Merge pull request #5413 from haircommander/userns-beta3

k8s-ci-robot · web-flow · commit c64eaed4f02d · 2025-06-16T15:13:05.000-07:00
KEP 127: add a metric, describe an error kubelet will return, and target one more beta
diff --git a/keps/sig-node/127-user-namespaces/README.md b/keps/sig-node/127-user-namespaces/README.md
@@ -25,6 +25,7 @@
       - [Example without idmap mounts](#example-without-idmap-mounts)
       - [Example with idmap mounts](#example-with-idmap-mounts)
     - [Regarding the previous implementation for volumes](#regarding-the-previous-implementation-for-volumes)
+    - [Non-conformant volume types](#non-conformant-volume-types)
   - [Pod Security Standards (PSS) integration](#pod-security-standards-pss-integration)
   - [Unresolved](#unresolved)
   - [Test Plan](#test-plan)
@@ -476,6 +477,11 @@ components that implement the interface.
 
 [kubeletVolumeHost-interface]: https://github.com/kubernetes/kubernetes/blob/36450ee422d57d53a3edaf960f86b356578fe996/pkg/volume/plugins.go#L322
 
+#### Non-conformant volume types
+
+Some volume types don't have support for idmapped mounts, like [raw block devices](https://kubernetes.io/docs/reference/generated/kubernetes-api/v1.26/#volumedevice-v1-core).

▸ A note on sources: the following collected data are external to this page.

//! Presence channels: signed identity, member roster and join/leave events.

use async_trait::async_trait;
use serde_json::Value;
use std::sync::Arc;

use crate::application::broadcaster::Broadcaster;
use crate::application::presence::PresenceTable;
use crate::domain::auth::TokenCodec;
use crate::domain::channel::{ChannelError, ChannelType, Payload, PresenceMember};
use crate::domain::foundation::ConnectionId;

use super::private::auth_token;
use super::{Authorization, ChannelHandler};

pub const MEMBER_ADDED: &str = "member_added";
pub const MEMBER_REMOVED: &str = "member_removed";
const CLIENT_EVENT_PREFIX: &str = "client-";

pub struct PresenceChannelHandler {
    codec: Arc<TokenCodec>,
    presence: PresenceTable,
    broadcaster: Broadcaster,
}

impl PresenceChannelHandler {
    pub fn new(codec: Arc<TokenCodec>, presence: PresenceTable, broadcaster: Broadcaster) -> Self {
        Self {
            codec,
            presence,
            broadcaster,
        }
    }
}

/// `channel_data` may arrive as the encoded string or as an object.
fn client_channel_data(data: &Payload) -> Option<Result<Value, ()>> {
    match data.get("channel_data")? {
        Value::String(encoded) => Some(serde_json::from_str(encoded).map_err(|_| ())),
        Value::Null => None,
        other => Some(Ok(other.clone())),
    }
}

fn member_payload(member: &PresenceMember) -> Payload {
    let mut payload = Payload::new();
    payload.insert("user_id".to_string(), Value::String(member.user_id.clone()));
    payload.insert("user_info".to_string(), member.user_info.clone());
    payload
}

fn client_event_name(event: &str) -> String {
    if event.starts_with(CLIENT_EVENT_PREFIX) {
        event.to_string()
    } else {
        format!("{}{}", CLIENT_EVENT_PREFIX, event)
    }
}

#[async_trait]
impl ChannelHandler for PresenceChannelHandler {
    fn channel_type(&self) -> ChannelType {
        ChannelType::Presence
    }

    async fn authorize(&self, connection: ConnectionId, channel: &str, data: &Payload) -> Authorization {
        let Some(token) = auth_token(data) else {
            return Authorization::denied("Authorization token is required");
        };

        let document = match self
            .codec
            .verify_presence(token, &connection.to_string(), channel)
        {
            Ok(document) => document,
            Err(e) => {
                tracing::debug!(connection_id = %connection, channel, error = %e, "Presence grant rejected");
                return Authorization::denied("Invalid authorization signature");
            }
        };

        match client_channel_data(data) {
            Some(Ok(claimed)) if claimed != document => {
                return Authorization::denied("Channel data does not match authorization");
            }
            Some(Err(())) => return Authorization::denied("Channel data is not valid JSON"),
            _ => {}
        }

        match PresenceMember::from_document(&document) {
            Some(member) => Authorization::Granted {
                member: Some(member),
            },
            None => Authorization::denied("Presence channels require a user_id"),
        }
    }

    async fn on_subscribe(
        &self,
        connection: ConnectionId,
        channel: &str,
        member: Option<&PresenceMember>,
    ) -> Result<(), ChannelError> {
        let member = member
            .cloned()
            .ok_or_else(|| ChannelError::refused(channel, "Presence channels require a user_id"))?;

        self.presence.join(connection, channel, member.clone()).await?;

        match self
            .broadcaster
            .broadcast(channel, MEMBER_ADDED, &member_payload(&member), Some(connection))
            .await
        {
            Ok(_) | Err(ChannelError::NotFound(_)) => {}
            Err(e) => return Err(e),
        }

        for (other, existing) in self.presence.members_of(channel).await? {
            if other != connection {
                self.broadcaster.whisper(
                    connection,
                    MEMBER_ADDED,
                    &member_payload(&existing),
                    Some(channel),
                );
            }
        }

        tracing::debug!(connection_id = %connection, channel, user_id = %member.user_id, "Member added");
        Ok(())
    }

    async fn on_unsubscribe(&self, connection: ConnectionId, channel: &str) -> Result<(), ChannelError> {
        let Some(member) = self.presence.leave(connection, channel).await? else {
            return Ok(());
        };

        match self
            .broadcaster
            .broadcast(channel, MEMBER_REMOVED, &member_payload(&member), Some(connection))
            .await
        {
            Ok(_) | Err(ChannelError::NotFound(_)) => {}
            Err(e) => return Err(e),
        }

        tracing::debug!(connection_id = %connection, channel, user_id = %member.user_id, "Member removed");
        Ok(())
    }

    async fn on_client_event(
        &self,
        connection: ConnectionId,
        channel: &str,
        event: &str,
        mut payload: Payload,
    ) -> Result<Option<usize>, ChannelError> {
        if let Some(member) = self.presence.member(connection, channel).await? {
            payload.extend(member_payload(&member));
        }

        self.broadcaster
            .broadcast(channel, &client_event_name(event), &payload, Some(connection))
            .await
            .map(Some)
    }
}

+If a pod runs with such a volume type and a user namespace, the kubelet will fail to create the pod.
+
 ### Pod Security Standards (PSS) integration
 
 [Pod Security Standards](https://k8s.io/docs/concepts/security/pod-security-standards)
@@ -493,6 +499,8 @@ For `baseline` and `restricted` namespaces, if a pod has `hostUsers` set to fals
 For `baseline` namespaces, pods with `hostUsers` set to false can set any value for the `capabilities.add` field,
 whereas normally in a `baseline` namespace a pod is restricted to adding certain capabilities.
 
+Finally, for `restricted` namespaces, `hostUsers` will be required to be set to `false`.
+
 The validation for capabilities can be relaxed in a `baseline` pod because capabilities
 are user namespaced in the linux kernel, and any pod does not have a seccomp profile (as baseline
 pods may not be required to, depending on the kubelet's `seccompDefault` configuration field)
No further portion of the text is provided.